§ Stored data:
---

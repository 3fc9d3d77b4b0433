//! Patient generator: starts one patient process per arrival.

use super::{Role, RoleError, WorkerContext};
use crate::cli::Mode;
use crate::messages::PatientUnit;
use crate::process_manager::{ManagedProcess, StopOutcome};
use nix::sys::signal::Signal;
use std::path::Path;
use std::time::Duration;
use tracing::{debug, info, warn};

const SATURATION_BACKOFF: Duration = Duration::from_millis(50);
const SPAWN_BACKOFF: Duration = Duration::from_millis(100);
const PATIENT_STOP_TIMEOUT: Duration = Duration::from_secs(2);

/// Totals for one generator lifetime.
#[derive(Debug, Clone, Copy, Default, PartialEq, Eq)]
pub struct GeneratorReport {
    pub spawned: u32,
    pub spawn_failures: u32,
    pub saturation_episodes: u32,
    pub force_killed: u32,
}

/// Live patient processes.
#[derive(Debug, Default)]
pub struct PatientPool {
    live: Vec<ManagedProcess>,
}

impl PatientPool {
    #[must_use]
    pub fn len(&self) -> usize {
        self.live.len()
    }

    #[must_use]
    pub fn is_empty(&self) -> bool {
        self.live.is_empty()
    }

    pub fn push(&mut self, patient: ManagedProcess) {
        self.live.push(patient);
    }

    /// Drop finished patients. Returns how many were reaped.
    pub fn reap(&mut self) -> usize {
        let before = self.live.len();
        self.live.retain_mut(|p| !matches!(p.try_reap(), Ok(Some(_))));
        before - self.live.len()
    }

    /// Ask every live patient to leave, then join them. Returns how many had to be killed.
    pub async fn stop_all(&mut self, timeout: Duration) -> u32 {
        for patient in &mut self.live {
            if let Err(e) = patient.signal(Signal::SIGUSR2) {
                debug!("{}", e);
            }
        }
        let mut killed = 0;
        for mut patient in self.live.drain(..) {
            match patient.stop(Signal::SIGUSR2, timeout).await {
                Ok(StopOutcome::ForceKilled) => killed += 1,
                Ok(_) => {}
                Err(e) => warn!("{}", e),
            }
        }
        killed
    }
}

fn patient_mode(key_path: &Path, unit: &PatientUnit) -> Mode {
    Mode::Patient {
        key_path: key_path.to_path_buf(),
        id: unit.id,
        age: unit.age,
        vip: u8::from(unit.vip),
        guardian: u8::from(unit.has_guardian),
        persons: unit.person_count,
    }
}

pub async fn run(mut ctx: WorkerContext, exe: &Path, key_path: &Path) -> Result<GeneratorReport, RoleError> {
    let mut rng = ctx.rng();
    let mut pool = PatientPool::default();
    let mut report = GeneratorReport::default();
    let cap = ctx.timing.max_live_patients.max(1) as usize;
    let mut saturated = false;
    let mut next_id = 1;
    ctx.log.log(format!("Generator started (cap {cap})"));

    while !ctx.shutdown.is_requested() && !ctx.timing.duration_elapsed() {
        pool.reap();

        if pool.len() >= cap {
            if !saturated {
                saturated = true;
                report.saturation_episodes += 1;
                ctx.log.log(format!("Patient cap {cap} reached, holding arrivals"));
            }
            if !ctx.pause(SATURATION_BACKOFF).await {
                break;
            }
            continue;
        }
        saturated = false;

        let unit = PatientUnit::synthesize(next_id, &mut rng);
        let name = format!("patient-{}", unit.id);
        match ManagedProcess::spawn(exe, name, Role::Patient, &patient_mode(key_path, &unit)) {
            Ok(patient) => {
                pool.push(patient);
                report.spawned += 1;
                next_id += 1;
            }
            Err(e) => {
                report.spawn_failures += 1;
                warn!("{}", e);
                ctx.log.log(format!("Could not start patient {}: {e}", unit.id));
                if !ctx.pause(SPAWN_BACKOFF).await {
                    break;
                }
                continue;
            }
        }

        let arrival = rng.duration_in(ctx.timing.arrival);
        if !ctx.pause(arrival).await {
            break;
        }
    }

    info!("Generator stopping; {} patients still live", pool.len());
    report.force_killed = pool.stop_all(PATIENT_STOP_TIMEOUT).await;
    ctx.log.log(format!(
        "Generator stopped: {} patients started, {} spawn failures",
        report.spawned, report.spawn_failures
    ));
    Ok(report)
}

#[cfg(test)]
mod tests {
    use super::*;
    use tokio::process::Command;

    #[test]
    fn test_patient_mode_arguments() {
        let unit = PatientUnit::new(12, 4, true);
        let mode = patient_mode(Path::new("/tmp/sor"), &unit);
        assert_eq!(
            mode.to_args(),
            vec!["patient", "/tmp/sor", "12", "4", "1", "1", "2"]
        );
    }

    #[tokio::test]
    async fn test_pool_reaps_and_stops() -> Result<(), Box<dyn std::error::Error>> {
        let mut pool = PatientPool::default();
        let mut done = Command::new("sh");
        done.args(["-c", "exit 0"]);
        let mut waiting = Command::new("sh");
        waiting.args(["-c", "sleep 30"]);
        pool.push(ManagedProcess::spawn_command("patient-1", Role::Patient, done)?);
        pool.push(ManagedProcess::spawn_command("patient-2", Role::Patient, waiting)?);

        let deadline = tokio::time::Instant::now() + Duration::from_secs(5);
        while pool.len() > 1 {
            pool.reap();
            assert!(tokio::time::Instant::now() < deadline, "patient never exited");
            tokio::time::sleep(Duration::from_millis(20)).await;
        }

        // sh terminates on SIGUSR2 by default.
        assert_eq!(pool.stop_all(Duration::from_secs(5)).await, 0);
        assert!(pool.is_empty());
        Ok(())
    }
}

---

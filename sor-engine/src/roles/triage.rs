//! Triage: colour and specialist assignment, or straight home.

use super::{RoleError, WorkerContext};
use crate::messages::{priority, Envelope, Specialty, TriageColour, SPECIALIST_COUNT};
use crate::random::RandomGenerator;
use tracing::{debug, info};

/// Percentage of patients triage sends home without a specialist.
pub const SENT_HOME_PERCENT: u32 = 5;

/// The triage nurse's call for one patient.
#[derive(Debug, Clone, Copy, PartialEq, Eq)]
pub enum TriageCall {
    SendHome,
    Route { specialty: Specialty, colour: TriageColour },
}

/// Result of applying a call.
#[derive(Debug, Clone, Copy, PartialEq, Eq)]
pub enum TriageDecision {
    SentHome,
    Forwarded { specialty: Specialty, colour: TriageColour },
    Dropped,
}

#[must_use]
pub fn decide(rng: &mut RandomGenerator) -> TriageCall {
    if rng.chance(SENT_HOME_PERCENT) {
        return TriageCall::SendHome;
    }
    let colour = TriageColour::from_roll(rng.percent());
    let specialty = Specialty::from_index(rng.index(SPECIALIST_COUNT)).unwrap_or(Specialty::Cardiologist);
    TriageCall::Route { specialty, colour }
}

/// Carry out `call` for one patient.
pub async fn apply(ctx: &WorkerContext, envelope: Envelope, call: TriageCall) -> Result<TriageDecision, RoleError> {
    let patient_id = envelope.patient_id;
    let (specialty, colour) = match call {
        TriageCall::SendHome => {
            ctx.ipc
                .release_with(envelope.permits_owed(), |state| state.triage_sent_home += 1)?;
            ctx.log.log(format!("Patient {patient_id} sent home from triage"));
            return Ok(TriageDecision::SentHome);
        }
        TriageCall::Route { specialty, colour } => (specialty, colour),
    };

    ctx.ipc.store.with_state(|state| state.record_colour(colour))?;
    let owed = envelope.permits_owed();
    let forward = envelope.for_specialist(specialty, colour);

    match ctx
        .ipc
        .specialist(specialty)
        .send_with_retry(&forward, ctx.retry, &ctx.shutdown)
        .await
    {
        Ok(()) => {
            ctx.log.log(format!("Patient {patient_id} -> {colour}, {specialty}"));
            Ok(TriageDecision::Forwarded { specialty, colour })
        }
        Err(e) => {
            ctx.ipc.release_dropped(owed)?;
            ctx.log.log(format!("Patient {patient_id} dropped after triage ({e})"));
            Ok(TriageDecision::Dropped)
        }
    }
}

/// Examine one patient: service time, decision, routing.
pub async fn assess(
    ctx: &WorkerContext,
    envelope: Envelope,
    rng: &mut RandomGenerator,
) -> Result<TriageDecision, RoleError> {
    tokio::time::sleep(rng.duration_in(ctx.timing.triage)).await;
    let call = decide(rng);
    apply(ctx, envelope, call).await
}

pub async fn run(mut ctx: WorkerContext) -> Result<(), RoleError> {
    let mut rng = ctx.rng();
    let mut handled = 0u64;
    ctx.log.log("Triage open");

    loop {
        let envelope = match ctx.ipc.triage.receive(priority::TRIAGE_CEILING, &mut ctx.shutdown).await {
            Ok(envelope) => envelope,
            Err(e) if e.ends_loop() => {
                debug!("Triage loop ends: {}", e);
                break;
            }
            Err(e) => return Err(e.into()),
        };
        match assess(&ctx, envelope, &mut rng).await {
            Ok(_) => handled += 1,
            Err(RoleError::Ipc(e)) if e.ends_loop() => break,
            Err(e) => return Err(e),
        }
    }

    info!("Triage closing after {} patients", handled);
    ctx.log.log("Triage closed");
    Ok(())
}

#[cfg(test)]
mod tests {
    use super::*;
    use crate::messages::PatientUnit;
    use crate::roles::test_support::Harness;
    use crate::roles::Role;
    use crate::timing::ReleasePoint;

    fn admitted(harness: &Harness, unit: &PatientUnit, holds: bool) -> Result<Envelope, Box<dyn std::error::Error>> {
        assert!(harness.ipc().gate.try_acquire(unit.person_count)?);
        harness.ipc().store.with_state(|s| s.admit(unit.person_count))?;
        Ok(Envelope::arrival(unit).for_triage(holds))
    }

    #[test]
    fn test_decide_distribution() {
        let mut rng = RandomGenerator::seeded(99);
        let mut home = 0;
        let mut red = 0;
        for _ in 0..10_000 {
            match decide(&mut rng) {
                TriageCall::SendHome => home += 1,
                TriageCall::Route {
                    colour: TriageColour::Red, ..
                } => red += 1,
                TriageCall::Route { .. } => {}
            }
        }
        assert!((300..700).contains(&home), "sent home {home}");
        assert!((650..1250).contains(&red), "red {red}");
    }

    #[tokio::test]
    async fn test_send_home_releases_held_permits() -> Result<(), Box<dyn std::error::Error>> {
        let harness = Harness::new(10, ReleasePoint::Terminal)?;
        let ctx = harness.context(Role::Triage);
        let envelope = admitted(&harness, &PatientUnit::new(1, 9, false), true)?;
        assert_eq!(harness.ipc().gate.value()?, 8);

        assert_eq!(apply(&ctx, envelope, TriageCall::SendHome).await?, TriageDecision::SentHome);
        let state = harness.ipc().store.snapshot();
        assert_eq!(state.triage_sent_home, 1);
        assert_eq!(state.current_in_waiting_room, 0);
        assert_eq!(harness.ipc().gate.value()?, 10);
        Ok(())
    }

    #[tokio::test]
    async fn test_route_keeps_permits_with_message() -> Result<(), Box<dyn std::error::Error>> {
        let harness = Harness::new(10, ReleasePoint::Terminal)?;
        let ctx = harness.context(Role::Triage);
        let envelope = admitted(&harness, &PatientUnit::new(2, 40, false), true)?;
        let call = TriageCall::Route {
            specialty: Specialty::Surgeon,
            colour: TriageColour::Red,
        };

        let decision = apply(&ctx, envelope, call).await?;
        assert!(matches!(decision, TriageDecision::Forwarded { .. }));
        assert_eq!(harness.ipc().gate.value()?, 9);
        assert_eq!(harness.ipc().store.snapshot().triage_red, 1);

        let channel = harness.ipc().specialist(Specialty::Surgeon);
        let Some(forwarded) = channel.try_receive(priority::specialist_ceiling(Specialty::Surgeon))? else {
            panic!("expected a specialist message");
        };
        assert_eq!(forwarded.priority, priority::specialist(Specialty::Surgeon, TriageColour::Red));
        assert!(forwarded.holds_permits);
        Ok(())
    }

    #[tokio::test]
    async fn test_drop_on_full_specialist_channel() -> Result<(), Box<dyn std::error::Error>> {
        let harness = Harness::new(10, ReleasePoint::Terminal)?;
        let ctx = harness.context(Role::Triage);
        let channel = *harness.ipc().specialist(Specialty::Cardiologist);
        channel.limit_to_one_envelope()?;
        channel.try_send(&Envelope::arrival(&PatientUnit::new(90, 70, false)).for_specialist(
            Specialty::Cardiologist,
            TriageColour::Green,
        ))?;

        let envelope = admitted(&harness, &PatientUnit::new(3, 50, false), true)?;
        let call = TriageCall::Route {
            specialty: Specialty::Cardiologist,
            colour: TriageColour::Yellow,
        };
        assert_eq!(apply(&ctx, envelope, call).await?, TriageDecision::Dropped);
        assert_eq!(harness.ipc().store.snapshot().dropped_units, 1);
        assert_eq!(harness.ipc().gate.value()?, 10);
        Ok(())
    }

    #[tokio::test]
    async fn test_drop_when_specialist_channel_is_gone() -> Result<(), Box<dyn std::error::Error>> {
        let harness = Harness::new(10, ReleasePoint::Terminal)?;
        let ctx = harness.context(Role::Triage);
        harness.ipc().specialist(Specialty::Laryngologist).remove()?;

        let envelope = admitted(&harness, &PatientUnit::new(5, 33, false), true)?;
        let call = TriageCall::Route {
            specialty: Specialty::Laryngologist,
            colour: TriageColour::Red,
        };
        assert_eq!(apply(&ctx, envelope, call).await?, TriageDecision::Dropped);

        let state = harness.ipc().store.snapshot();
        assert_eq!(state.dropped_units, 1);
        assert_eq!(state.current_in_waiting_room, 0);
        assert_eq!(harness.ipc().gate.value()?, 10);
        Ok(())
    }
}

---

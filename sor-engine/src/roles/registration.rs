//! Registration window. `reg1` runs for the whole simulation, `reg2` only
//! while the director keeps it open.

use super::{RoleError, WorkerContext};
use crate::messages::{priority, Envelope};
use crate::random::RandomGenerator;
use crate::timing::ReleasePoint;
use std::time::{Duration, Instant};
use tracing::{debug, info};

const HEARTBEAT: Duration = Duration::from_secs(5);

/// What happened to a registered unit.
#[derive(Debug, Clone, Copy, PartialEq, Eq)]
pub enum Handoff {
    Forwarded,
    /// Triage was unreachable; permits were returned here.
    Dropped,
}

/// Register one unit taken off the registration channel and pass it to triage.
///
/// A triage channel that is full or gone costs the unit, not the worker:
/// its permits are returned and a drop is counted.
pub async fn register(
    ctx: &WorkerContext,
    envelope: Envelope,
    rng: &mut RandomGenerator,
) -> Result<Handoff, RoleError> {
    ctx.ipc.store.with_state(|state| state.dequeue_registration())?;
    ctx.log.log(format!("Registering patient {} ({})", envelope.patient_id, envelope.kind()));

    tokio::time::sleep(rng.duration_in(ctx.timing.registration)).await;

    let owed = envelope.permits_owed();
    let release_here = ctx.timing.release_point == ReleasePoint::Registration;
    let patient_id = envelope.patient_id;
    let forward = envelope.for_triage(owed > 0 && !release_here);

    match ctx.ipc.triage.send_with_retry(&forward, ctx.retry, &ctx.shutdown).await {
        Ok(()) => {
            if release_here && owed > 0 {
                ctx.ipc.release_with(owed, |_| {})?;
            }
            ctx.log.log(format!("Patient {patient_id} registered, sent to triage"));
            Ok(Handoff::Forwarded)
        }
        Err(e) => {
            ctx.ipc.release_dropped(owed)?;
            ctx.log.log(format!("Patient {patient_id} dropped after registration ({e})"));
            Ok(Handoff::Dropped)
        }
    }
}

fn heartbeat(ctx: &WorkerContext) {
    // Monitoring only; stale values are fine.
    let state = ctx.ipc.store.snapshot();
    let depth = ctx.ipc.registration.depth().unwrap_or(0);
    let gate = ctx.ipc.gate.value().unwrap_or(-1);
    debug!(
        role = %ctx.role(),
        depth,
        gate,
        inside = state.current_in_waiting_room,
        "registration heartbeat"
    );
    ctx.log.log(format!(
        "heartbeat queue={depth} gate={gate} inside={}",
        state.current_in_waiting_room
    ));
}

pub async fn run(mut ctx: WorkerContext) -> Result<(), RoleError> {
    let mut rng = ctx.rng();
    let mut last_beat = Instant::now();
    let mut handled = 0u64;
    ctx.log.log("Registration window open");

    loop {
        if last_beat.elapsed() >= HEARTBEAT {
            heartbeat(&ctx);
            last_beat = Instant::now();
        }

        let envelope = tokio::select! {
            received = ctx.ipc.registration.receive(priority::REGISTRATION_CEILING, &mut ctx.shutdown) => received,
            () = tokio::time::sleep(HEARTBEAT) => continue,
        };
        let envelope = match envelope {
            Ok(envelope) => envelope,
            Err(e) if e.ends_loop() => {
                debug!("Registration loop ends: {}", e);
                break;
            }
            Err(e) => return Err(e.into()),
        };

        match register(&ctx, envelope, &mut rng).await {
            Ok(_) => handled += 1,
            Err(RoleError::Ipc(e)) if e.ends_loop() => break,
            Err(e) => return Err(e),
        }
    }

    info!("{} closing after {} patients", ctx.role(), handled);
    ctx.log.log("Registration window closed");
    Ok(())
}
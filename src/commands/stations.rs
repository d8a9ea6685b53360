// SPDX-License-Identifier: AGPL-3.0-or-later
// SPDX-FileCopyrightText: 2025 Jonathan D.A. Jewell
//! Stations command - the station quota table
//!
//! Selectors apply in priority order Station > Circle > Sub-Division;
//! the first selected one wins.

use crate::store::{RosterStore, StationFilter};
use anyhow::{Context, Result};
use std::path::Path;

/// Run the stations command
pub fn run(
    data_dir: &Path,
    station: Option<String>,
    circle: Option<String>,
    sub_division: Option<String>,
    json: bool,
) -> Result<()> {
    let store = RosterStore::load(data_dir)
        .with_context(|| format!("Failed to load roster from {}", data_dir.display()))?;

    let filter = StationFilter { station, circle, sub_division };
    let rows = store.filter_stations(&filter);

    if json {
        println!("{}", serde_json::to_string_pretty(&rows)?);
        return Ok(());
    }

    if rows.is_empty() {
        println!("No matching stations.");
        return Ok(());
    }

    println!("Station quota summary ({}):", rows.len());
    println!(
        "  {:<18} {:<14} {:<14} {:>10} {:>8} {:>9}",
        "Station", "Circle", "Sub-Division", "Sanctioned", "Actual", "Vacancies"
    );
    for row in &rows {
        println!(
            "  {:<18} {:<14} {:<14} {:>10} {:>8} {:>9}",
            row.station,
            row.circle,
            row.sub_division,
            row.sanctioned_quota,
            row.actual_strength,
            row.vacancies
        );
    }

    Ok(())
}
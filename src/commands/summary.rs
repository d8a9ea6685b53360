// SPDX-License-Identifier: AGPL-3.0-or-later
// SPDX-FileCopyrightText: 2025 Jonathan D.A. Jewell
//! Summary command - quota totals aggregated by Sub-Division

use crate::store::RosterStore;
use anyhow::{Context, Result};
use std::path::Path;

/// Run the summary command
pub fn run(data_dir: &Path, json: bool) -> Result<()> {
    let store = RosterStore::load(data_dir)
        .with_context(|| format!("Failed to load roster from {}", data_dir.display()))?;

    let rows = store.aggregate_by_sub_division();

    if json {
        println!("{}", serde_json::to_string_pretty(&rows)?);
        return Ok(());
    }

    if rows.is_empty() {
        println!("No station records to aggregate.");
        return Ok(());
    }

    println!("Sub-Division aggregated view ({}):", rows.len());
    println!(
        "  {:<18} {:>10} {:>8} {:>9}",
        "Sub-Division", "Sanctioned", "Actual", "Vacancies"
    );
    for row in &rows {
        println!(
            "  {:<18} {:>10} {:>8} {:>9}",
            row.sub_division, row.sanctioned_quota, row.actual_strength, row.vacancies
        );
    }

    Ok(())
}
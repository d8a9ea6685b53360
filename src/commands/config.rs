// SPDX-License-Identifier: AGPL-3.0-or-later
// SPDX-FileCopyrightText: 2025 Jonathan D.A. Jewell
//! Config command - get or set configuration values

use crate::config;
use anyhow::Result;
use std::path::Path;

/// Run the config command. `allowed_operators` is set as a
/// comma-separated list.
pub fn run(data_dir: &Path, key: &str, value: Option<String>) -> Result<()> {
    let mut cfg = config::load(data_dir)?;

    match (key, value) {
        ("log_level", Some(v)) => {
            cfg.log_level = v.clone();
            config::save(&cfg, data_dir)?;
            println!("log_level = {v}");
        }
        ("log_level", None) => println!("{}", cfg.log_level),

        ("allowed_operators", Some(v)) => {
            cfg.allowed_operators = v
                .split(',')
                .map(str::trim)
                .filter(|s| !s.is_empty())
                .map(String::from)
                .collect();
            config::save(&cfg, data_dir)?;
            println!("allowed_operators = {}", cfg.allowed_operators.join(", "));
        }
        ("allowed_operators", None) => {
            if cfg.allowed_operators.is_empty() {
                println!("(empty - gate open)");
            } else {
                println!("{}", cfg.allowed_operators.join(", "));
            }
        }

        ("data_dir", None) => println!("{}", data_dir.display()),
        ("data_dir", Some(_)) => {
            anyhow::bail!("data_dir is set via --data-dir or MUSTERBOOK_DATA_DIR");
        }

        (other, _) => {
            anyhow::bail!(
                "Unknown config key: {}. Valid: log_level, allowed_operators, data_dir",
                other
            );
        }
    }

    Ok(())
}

---

§ Action item: Copy out every line above where "were" is present.

§ Answer:
    /// Drop finished patients. Returns how many were reaped.
    /// Triage was unreachable; permits were returned here.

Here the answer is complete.